Le tour bus s'éloigne et les fans repartent chacun dans leur direction, le sourire aux lèvres, la tête pleine de bons souvenirs. Quant à moi, je reste plantée là, complètement déboussolée.

Ça voulait dire quoi au juste, ce sourire ? Est-ce qu'il m'avait reconnue ? Est-ce qu'il se moquait de moi suite au concert ? Ou est-ce qu'il s'est juste dit que je devais être une fan timide et m'a donc sourit par politesse ? Bordel, Magdalena, ressaisis-toi ! Tu te prends la tête pour rien... Si ça se trouve, son sourire ne t'était même pas destiné !

De fins cristaux glacés effleurent mon visage et me ramènent à la réalité : il neige ! Il est temps de me mettre en route car j'ai un peu plus d'une heure de marche pour rejoindre la gare routière. Hors de question de prendre l'underground, il me reste encore suffisamment de temps pour m'y rendre à pieds et le fait d'économiser le prix d'un trajet de métro m'arrange bien. En revanche, les flocons commencent à tomber à vive allure et je prie pour qu'ils ne ralentissent pas trop mon voyage nocturne.

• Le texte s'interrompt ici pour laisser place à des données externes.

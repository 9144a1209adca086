// Error handling module for the Hospital API
// Every module error converts into ApiError, which is the only place
// that turns a failure into the response envelope.

use axum::{
    extract::{rejection::JsonRejection, FromRequest},
    http::StatusCode,
    response::{IntoResponse, Json, Response},
};
use chrono::Utc;
use serde::Serialize;
use tracing::{debug, error, warn};
use utoipa::ToSchema;

/// Main error type for the API
///
/// Each variant maps to a specific HTTP status code and error code.
/// Module errors (`AuthError`, `AppointmentError`, ...) are converted into
/// this type before being rendered.
#[derive(Debug)]
pub enum ApiError {
    /// Missing or malformed input
    /// Maps to HTTP 400 Bad Request
    ValidationError {
        message: String,
        details: Option<serde_json::Value>,
    },

    /// Referenced account exists but has the wrong role
    /// Maps to HTTP 400 Bad Request
    InvalidRole(String),

    /// Referenced entity absent, or a query without results
    /// Maps to HTTP 404 Not Found
    NotFound(String),

    /// No principal could be established for the request
    /// Maps to HTTP 401 Unauthorized
    Unauthorized(String),

    /// Token is malformed, expired, or signed with another secret
    /// Maps to HTTP 401 Unauthorized
    InvalidToken,

    /// Well-formed refresh token that is no longer the stored one
    /// Maps to HTTP 401 Unauthorized
    TokenMismatch,

    /// Principal lacks the role required by the route
    /// Maps to HTTP 403 Forbidden
    Forbidden(String),

    /// Caller exceeded the request ceiling for the current window
    /// Maps to HTTP 429 Too Many Requests
    RateLimited,

    /// Unexpected failures (storage, hashing, signing)
    /// Maps to HTTP 500 Internal Server Error
    /// Details are logged, never sent to the client
    InternalError(String),
}

/// Failure envelope shared by all error responses
#[derive(Debug, Serialize, ToSchema)]
#[serde(rename_all = "camelCase")]
pub struct ErrorResponse {
    pub status_code: u16,
    pub success: bool,
    pub message: String,

    /// Field-level details, omitted when there are none
    #[serde(skip_serializing_if = "Option::is_none")]
    #[schema(value_type = Option<Object>)]
    pub errors: Option<serde_json::Value>,

    /// Machine-readable error code (e.g. "VALIDATION_ERROR")
    #[serde(rename = "error_code")]
    pub error_code: String,

    /// RFC 3339 timestamp of when the error occurred
    pub timestamp: String,
}

impl IntoResponse for ApiError {
    fn into_response(self) -> Response {
        let (status, error_response) = self.to_error_response();
        (status, Json(error_response)).into_response()
    }
}

impl ApiError {
    /// Shorthand for a validation failure without field details
    pub fn validation(message: impl Into<String>) -> Self {
        ApiError::ValidationError {
            message: message.into(),
            details: None,
        }
    }

    /// Convert to HTTP status code and envelope
    ///
    /// - error!: internal failures (500)
    /// - warn!: authentication and authorization failures, rate limiting
    /// - debug!: expected client errors (validation, not found)
    fn to_error_response(&self) -> (StatusCode, ErrorResponse) {
        let status = self.status_code();
        let (error_code, message, errors) = match self {
            ApiError::ValidationError { message, details } => {
                debug!("Validation error: {} {:?}", message, details);
                ("VALIDATION_ERROR", message.clone(), details.clone())
            }
            ApiError::InvalidRole(message) => {
                debug!("Invalid role: {}", message);
                ("INVALID_ROLE", message.clone(), None)
            }
            ApiError::NotFound(message) => {
                debug!("Not found: {}", message);
                ("NOT_FOUND", message.clone(), None)
            }
            ApiError::Unauthorized(message) => {
                warn!("Unauthorized request: {}", message);
                ("UNAUTHORIZED", message.clone(), None)
            }
            ApiError::InvalidToken => {
                warn!("Invalid token presented");
                ("INVALID_TOKEN", "Invalid or expired token".to_string(), None)
            }
            ApiError::TokenMismatch => {
                warn!("Superseded refresh token presented");
                (
                    "TOKEN_MISMATCH",
                    "Refresh token expired or already used".to_string(),
                    None,
                )
            }
            ApiError::Forbidden(message) => {
                warn!("Forbidden request: {}", message);
                ("FORBIDDEN", message.clone(), None)
            }
            ApiError::RateLimited => {
                warn!("Rate limit exceeded");
                (
                    "RATE_LIMITED",
                    "Too many requests. Please try again later.".to_string(),
                    None,
                )
            }
            ApiError::InternalError(internal_msg) => {
                error!("Internal error: {}", internal_msg);
                (
                    "INTERNAL_ERROR",
                    "An internal server error occurred".to_string(),
                    None,
                )
            }
        };

        (
            status,
            ErrorResponse {
                status_code: status.as_u16(),
                success: false,
                message,
                errors,
                error_code: error_code.to_string(),
                timestamp: Utc::now().to_rfc3339(),
            },
        )
    }

    /// Get the HTTP status code for this error
    pub fn status_code(&self) -> StatusCode {
        match self {
            ApiError::ValidationError { .. } => StatusCode::BAD_REQUEST,
            ApiError::InvalidRole(_) => StatusCode::BAD_REQUEST,
            ApiError::NotFound(_) => StatusCode::NOT_FOUND,
            ApiError::Unauthorized(_) => StatusCode::UNAUTHORIZED,
            ApiError::InvalidToken => StatusCode::UNAUTHORIZED,
            ApiError::TokenMismatch => StatusCode::UNAUTHORIZED,
            ApiError::Forbidden(_) => StatusCode::FORBIDDEN,
            ApiError::RateLimited => StatusCode::TOO_MANY_REQUESTS,
            ApiError::InternalError(_) => StatusCode::INTERNAL_SERVER_ERROR,
        }
    }
}

/// Convert validator errors to ApiError
impl From<validator::ValidationErrors> for ApiError {
    fn from(errors: validator::ValidationErrors) -> Self {
        ApiError::ValidationError {
            message: "Request validation failed".to_string(),
            details: Some(serde_json::to_value(&errors).unwrap_or(serde_json::json!({}))),
        }
    }
}

/// Malformed or incomplete JSON bodies are validation failures
impl From<JsonRejection> for ApiError {
    fn from(rejection: JsonRejection) -> Self {
        ApiError::validation(rejection.body_text())
    }
}

/// JSON body extractor whose rejection is rendered through `ApiError`
#[derive(Debug, FromRequest)]
#[from_request(via(axum::Json), rejection(ApiError))]
pub struct JsonBody<T>(pub T);
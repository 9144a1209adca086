use crate::appointments::models::AppointmentStatus;

/// Status rules for partial updates.
///
/// `cancel` and `reschedule` are explicit operations and set their state
/// directly; this machine only governs a `status` field sent to update.
pub struct StatusMachine;

impl StatusMachine {
    /// Check if a status change through update is valid
    ///
    /// # Valid Transitions
    /// - Pending → Completed, Cancelled, Rescheduled
    /// - Rescheduled → Completed, Cancelled
    /// - Completed, Cancelled → (none)
    /// - Any status → Same status (idempotent)
    pub fn is_valid_transition(from: AppointmentStatus, to: AppointmentStatus) -> bool {
        if from == to {
            return true;
        }

        match (from, to) {
            (_, AppointmentStatus::Pending) => false,

            (AppointmentStatus::Pending, _) => true,

            (AppointmentStatus::Rescheduled, AppointmentStatus::Completed) => true,
            (AppointmentStatus::Rescheduled, AppointmentStatus::Cancelled) => true,

            // Completed and Cancelled are final for update
            _ => false,
        }
    }

    /// Attempt to transition from one status to another
    pub fn transition(
        from: AppointmentStatus,
        to: AppointmentStatus,
    ) -> Result<AppointmentStatus, String> {
        if Self::is_valid_transition(from, to) {
            Ok(to)
        } else {
            Err(format!(
                "Cannot change appointment status from {} to {}",
                from, to
            ))
        }
    }
}

#[cfg(test)]
mod tests {
    use super::*;
    use AppointmentStatus::*;

    #[test]
    fn test_pending_moves_anywhere_forward() {
        assert!(StatusMachine::is_valid_transition(Pending, Completed));
        assert!(StatusMachine::is_valid_transition(Pending, Cancelled));
        assert!(StatusMachine::is_valid_transition(Pending, Rescheduled));
    }

    #[test]
    fn test_rescheduled_can_finish_or_cancel() {
        assert!(StatusMachine::is_valid_transition(Rescheduled, Completed));
        assert!(StatusMachine::is_valid_transition(Rescheduled, Cancelled));
    }

    #[test]
    fn test_nothing_returns_to_pending() {
        assert!(!StatusMachine::is_valid_transition(Completed, Pending));
        assert!(!StatusMachine::is_valid_transition(Cancelled, Pending));
        assert!(!StatusMachine::is_valid_transition(Rescheduled, Pending));
    }

    #[test]
    fn test_cancelled_is_not_resurrected() {
        assert!(!StatusMachine::is_valid_transition(Cancelled, Completed));
        assert!(!StatusMachine::is_valid_transition(Cancelled, Rescheduled));
    }

    #[test]
    fn test_completed_is_final() {
        assert!(!StatusMachine::is_valid_transition(Completed, Cancelled));
        assert!(!StatusMachine::is_valid_transition(Completed, Rescheduled));
    }

    #[test]
    fn test_transition_valid() {
        assert_eq!(StatusMachine::transition(Pending, Completed), Ok(Completed));
    }

    #[test]
    fn test_transition_invalid() {
        let result = StatusMachine::transition(Cancelled, Completed);
        assert!(result.unwrap_err().contains("from cancelled to completed"));
    }
}

#[cfg(test)]
mod property_tests {
    use super::*;
    use proptest::prelude::*;

    fn status_strategy() -> impl Strategy<Value = AppointmentStatus> {
        prop_oneof![
            Just(AppointmentStatus::Pending),
            Just(AppointmentStatus::Completed),
            Just(AppointmentStatus::Cancelled),
            Just(AppointmentStatus::Rescheduled),
        ]
    }

    proptest! {
        /// Same status transitions are always valid (idempotent)
        #[test]
        fn prop_same_status_is_valid(status in status_strategy()) {
            prop_assert!(StatusMachine::is_valid_transition(status, status));
        }

        /// Only Pending itself may be "moved" to Pending
        #[test]
        fn prop_pending_is_never_reentered(from in status_strategy()) {
            prop_assert_eq!(
                StatusMachine::is_valid_transition(from, AppointmentStatus::Pending),
                from == AppointmentStatus::Pending
            );
        }

        /// Terminal states accept nothing but themselves
        #[test]
        fn prop_terminal_states(to in status_strategy()) {
            for terminal in [AppointmentStatus::Completed, AppointmentStatus::Cancelled] {
                prop_assert_eq!(StatusMachine::is_valid_transition(terminal, to), terminal == to);
            }
        }

        /// transition() and is_valid_transition() agree
        #[test]
        fn prop_transition_consistency(from in status_strategy(), to in status_strategy()) {
            let valid = StatusMachine::is_valid_transition(from, to);
            match StatusMachine::transition(from, to) {
                Ok(next) => {
                    prop_assert!(valid);
                    prop_assert_eq!(next, to);
                }
                Err(_) => prop_assert!(!valid),
            }
        }
    }
}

À mi-chemin, crispée par le froid et la vue gênée par cette neige incessante, j'ai du mal à poursuivre ma route. J'entends au loin un véhicule ralentir à mon approche. Je commence à angoisser, ce genre de situation n'étant jamais très rassurant, surtout en pleine nuit. J'accélère donc le pas malgré mon manque de force. Mais le bus arrive sans peine à ma hauteur. Le bus?! J'arrête ma course un instant, à la fois surprise et partiellement rassurée. La porte avant s'ouvre.... J'y découvre un Roy au regard inquiet.

Comment est-ce possible ? La température négative aurait-elle finit par me griller les neurones ?

Comme pour me confirmer qu'il ne s'agit pas d'une hallucination, il interrompt mes pensées en entamant la conversation : « Hey, tout va bien ? Il n'est pas très safe de marcher seule la nuit ici, surtout par ce temps... » dit-il en regardant le trottoir recouvert de blanc.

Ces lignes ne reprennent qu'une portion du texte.